* _ASSIGNMENT_:
In the records below, some lines hold the word "when". Copy each of those lines.

=== SUPPLIED RECORDS ===

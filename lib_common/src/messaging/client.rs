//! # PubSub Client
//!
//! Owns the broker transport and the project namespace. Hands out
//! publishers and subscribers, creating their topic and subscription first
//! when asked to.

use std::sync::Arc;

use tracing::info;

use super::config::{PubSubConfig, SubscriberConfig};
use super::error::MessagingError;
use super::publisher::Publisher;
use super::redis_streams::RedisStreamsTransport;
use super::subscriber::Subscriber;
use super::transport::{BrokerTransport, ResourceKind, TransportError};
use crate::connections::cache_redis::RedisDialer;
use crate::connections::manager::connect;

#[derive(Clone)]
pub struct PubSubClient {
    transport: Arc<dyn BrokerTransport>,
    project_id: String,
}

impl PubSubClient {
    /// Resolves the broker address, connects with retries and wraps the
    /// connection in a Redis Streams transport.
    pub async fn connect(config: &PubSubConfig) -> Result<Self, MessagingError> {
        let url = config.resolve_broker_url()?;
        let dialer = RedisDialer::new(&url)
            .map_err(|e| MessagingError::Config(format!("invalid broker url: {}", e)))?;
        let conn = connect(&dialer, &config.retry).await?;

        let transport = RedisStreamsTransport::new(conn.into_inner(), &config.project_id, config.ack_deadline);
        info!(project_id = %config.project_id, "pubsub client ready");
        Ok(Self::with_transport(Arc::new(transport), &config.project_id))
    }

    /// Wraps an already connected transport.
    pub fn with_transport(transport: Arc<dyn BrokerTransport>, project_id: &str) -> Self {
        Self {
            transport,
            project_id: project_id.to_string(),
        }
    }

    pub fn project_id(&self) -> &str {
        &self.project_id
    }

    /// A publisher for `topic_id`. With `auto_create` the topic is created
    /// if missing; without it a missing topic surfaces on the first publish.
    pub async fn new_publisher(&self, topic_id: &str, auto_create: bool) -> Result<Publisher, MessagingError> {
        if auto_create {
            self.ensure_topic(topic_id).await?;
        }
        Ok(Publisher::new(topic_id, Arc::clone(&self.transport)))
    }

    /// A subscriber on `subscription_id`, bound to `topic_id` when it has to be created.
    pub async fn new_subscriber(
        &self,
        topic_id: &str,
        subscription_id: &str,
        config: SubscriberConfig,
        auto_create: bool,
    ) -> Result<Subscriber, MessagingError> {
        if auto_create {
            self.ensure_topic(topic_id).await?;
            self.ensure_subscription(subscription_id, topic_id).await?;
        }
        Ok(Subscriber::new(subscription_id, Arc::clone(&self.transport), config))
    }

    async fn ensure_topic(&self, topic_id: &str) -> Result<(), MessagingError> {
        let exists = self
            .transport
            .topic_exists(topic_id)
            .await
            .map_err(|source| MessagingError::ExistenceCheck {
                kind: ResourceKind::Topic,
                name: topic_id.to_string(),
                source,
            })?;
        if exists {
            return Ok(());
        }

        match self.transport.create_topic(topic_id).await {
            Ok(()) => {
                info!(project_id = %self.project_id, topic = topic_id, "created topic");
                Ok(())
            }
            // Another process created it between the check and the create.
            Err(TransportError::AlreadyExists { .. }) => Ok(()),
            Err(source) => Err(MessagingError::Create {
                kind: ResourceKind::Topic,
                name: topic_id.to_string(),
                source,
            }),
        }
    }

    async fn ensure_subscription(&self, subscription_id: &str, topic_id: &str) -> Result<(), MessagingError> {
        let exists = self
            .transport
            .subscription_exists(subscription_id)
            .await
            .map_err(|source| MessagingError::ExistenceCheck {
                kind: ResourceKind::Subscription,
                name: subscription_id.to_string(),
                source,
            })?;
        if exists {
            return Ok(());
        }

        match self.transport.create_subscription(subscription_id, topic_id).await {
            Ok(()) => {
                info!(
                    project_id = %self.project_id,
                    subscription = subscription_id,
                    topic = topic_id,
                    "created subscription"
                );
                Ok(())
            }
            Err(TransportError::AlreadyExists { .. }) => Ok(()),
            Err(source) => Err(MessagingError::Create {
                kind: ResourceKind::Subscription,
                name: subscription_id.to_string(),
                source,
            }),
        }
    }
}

===

* _WRITTEN SOLUTION_:
//! when asked to.
    /// A subscriber on `subscription_id`, bound to `topic_id` when it has to be created.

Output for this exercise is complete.